> _The records_:
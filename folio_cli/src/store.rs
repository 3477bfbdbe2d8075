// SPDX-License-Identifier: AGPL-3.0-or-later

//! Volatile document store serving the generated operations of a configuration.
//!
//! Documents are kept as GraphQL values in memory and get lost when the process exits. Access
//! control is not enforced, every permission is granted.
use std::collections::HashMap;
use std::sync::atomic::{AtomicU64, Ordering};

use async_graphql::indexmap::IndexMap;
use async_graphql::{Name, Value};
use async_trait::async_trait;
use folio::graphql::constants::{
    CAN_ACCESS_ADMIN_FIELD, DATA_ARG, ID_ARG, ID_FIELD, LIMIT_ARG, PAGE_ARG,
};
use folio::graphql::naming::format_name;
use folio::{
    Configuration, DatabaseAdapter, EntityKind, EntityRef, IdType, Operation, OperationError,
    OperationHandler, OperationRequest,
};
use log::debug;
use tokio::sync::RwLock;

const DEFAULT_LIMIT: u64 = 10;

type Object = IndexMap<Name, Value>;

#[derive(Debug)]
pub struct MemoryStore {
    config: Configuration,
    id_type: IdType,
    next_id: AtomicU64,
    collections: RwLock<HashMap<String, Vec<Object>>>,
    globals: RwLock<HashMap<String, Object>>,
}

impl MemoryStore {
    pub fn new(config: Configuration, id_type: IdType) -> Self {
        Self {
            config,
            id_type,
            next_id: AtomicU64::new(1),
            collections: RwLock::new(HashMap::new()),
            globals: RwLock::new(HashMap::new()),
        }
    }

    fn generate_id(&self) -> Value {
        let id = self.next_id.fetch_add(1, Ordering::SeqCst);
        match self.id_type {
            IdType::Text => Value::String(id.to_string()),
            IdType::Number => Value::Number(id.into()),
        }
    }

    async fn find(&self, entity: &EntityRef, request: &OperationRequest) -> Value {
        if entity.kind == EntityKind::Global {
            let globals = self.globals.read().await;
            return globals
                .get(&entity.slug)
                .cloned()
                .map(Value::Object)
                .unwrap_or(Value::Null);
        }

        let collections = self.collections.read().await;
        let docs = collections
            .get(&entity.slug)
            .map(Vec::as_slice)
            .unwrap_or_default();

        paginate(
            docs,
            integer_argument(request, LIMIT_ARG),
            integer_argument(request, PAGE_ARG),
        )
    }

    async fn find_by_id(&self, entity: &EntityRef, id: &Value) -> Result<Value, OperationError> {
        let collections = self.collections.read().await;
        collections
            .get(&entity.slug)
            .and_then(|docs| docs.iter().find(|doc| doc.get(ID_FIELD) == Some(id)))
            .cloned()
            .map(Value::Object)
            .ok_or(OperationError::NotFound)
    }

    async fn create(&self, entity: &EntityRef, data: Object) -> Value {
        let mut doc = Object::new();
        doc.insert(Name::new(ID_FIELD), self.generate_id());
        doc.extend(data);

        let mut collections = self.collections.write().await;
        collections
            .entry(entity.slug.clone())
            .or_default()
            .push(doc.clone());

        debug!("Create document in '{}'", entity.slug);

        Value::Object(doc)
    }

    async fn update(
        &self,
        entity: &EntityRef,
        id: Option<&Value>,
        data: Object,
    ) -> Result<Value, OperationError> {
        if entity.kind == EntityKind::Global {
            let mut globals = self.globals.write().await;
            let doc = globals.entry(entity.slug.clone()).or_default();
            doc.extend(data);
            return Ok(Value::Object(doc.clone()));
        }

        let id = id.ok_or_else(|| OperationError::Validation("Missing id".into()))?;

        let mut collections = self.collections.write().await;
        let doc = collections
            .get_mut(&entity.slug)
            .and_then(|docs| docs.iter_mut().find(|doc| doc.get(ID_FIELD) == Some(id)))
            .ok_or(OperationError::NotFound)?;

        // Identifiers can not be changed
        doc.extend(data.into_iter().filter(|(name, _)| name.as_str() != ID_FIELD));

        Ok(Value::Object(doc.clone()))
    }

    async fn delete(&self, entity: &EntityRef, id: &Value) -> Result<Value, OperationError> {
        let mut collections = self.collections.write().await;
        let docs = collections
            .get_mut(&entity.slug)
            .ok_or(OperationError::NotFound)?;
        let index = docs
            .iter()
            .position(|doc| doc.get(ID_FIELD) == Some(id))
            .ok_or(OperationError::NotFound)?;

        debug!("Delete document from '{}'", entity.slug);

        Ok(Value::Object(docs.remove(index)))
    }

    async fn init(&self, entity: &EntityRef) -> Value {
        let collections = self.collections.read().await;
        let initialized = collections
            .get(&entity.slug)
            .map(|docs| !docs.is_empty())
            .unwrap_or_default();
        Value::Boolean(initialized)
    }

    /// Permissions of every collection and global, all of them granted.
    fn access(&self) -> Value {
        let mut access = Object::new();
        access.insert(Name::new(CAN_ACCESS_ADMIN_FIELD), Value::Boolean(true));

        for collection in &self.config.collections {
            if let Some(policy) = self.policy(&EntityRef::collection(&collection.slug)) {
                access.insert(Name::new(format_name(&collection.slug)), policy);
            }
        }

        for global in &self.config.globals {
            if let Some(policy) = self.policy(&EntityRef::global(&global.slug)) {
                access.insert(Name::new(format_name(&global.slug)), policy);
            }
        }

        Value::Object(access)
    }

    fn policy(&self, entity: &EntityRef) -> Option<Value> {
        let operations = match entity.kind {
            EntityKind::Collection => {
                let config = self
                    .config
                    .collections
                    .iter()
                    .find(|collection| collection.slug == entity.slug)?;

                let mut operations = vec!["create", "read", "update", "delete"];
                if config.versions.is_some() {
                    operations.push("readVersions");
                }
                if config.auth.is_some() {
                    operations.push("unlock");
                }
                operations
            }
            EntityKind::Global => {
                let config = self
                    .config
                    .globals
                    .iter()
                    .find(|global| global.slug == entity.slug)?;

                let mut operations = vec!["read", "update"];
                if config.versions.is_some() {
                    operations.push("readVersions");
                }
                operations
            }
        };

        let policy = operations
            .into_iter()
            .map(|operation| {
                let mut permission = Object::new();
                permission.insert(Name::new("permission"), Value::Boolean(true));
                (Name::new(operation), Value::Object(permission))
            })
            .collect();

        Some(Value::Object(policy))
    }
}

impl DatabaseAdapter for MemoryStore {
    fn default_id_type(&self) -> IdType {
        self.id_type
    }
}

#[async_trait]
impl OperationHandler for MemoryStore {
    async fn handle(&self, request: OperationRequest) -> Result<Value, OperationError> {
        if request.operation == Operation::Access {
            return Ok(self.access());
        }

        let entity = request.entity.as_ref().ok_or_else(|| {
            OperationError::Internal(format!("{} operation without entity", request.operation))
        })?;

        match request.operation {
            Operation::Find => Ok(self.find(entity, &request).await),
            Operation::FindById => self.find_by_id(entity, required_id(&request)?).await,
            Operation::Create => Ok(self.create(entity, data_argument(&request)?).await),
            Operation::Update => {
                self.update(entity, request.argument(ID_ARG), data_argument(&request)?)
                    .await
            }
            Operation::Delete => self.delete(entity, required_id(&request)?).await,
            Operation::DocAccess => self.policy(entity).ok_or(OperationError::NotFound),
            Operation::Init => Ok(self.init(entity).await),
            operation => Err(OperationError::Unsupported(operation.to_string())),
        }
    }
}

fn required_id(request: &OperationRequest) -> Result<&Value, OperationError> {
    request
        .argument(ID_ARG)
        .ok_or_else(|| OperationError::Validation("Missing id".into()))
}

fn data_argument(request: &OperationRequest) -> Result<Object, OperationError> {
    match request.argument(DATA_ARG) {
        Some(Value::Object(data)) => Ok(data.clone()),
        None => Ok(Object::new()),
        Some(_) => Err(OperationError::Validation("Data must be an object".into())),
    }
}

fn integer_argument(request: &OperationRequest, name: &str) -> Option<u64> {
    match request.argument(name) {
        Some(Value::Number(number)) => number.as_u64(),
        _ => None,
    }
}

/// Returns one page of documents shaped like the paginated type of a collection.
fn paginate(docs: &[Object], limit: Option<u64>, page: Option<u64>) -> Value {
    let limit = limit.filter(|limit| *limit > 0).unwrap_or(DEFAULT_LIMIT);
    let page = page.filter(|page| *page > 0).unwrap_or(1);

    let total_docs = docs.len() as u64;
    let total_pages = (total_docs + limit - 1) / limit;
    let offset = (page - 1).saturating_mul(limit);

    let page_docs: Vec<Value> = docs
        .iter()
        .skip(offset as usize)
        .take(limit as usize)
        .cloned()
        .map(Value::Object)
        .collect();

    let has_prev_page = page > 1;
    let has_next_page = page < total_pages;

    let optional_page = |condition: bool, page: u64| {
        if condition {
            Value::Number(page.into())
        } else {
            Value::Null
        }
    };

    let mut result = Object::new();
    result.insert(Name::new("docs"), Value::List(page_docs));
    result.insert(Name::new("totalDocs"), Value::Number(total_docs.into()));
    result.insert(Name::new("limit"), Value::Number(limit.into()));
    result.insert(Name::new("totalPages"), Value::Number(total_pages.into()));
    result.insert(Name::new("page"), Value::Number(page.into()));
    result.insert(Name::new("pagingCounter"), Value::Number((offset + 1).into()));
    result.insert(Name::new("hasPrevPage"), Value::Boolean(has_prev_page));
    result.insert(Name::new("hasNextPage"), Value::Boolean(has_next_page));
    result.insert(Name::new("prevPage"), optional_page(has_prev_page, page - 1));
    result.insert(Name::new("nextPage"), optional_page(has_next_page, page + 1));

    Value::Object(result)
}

---

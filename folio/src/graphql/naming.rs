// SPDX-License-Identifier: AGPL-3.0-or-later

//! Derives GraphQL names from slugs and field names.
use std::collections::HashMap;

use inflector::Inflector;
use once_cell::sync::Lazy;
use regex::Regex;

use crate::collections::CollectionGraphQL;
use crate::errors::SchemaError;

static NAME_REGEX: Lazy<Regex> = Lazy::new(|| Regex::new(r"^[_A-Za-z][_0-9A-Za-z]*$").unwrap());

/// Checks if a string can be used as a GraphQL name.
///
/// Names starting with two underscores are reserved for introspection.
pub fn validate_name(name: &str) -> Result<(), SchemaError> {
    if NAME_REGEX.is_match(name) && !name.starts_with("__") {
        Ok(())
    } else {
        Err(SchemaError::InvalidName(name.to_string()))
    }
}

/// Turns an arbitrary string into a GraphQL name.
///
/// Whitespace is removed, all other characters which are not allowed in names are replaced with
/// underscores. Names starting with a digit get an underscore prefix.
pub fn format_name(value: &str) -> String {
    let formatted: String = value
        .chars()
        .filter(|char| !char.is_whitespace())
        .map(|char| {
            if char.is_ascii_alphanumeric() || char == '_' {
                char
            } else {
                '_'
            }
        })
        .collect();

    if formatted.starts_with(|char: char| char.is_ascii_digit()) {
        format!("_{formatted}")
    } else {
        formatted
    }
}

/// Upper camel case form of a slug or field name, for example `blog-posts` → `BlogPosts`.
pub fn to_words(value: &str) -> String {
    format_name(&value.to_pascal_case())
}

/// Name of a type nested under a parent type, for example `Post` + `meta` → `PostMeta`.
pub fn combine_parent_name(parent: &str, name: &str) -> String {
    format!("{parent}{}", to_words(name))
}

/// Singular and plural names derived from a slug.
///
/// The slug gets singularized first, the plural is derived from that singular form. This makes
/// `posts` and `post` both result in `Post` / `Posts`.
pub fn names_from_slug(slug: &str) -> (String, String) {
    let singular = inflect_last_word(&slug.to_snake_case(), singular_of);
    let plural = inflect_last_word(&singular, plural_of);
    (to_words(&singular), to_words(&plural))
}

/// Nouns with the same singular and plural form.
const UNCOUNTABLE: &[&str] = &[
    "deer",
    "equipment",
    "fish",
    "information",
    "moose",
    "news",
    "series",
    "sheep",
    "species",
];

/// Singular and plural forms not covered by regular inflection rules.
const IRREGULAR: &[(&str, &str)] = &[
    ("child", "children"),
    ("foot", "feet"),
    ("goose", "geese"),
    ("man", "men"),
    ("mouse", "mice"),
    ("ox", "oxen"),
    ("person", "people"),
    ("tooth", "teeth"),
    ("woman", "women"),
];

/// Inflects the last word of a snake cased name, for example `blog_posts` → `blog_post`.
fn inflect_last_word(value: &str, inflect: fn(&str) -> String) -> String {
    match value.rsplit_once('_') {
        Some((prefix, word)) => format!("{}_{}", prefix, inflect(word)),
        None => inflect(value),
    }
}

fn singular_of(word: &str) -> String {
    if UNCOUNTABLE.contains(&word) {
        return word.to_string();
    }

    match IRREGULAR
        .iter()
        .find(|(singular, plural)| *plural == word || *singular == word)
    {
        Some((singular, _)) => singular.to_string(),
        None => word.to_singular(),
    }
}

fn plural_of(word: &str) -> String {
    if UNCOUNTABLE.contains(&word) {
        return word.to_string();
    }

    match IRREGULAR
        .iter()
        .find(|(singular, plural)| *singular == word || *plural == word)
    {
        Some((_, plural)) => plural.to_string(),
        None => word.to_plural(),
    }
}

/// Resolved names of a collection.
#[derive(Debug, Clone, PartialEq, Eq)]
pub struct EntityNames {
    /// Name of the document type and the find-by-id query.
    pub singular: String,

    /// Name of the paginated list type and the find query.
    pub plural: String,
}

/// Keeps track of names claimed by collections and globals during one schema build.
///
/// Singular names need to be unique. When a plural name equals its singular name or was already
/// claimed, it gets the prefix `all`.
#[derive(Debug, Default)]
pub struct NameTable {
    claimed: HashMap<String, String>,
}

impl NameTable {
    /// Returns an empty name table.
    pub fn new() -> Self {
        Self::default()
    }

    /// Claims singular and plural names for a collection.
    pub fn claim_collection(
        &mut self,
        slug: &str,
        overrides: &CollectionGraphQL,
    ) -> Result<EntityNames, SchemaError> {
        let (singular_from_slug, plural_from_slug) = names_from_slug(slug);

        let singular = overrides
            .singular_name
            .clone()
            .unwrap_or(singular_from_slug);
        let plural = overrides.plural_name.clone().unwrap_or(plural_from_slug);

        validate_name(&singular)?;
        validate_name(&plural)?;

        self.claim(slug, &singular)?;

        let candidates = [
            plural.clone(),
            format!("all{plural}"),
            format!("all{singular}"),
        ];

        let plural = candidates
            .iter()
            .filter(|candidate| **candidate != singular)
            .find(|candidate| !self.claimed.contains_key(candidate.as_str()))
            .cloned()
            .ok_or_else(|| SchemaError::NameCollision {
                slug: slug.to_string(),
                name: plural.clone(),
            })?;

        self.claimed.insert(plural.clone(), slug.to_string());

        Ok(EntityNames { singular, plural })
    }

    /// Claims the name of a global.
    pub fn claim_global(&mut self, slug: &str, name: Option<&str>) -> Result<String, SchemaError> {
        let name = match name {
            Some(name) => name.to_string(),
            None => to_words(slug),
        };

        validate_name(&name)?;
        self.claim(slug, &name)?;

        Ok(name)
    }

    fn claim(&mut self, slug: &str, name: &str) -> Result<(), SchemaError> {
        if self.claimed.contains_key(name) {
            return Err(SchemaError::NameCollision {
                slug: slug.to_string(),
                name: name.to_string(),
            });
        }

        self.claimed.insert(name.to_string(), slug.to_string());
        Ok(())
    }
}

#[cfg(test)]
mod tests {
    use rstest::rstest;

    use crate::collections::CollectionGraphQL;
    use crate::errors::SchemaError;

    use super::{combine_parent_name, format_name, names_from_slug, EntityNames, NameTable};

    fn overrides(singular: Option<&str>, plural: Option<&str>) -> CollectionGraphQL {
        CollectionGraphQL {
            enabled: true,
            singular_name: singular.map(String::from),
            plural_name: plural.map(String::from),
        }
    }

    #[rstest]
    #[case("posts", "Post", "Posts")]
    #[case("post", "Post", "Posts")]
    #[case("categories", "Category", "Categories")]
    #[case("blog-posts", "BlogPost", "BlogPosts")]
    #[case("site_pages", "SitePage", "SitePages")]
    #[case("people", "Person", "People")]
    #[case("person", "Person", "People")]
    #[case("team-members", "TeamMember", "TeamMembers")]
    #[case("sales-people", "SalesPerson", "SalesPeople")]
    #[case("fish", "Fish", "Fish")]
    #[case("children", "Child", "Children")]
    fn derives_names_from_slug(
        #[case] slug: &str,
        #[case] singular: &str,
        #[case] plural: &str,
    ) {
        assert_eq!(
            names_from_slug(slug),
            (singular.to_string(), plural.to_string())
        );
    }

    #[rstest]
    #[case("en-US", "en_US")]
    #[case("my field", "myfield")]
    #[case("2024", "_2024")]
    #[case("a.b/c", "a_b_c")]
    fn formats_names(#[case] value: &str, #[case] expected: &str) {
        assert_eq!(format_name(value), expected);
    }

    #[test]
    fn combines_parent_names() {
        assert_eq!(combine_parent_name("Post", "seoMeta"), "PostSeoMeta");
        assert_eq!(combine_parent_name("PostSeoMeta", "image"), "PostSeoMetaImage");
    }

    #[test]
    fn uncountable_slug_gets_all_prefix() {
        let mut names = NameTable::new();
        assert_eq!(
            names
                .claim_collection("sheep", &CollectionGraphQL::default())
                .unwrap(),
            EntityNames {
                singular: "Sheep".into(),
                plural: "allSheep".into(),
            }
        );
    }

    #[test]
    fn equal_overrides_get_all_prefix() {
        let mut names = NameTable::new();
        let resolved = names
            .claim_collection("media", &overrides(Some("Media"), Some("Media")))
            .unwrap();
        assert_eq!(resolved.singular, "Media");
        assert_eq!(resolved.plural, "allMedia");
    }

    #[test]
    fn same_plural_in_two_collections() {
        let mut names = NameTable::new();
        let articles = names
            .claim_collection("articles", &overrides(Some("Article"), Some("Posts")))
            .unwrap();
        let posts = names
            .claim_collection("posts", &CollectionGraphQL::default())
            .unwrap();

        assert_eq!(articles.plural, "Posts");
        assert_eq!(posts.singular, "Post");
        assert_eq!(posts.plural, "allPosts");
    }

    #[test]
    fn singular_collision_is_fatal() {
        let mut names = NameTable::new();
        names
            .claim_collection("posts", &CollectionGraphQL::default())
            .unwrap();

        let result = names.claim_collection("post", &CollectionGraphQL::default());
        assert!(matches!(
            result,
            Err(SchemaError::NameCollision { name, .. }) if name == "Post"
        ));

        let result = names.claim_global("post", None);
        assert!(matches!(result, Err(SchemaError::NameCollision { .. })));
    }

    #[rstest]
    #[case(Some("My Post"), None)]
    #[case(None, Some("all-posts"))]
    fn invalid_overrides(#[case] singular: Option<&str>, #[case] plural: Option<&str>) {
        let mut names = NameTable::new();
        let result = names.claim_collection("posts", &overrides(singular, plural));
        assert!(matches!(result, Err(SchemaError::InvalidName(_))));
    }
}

> _Directions_: Of all the entries above, output exactly the lines between the one holding "let id = self.next_id.fetch_add(1, Ordering::SeqCst);" and the one holding "entity: &EntityRef, request: &OperationRequest)", inclusive.

> _Solved exercise_:
        let id = self.next_id.fetch_add(1, Ordering::SeqCst);
        match self.id_type {
            IdType::Text => Value::String(id.to_string()),
            IdType::Number => Value::Number(id.into()),
        }
    }

    async fn find(&self, entity: &EntityRef, request: &OperationRequest) -> Value {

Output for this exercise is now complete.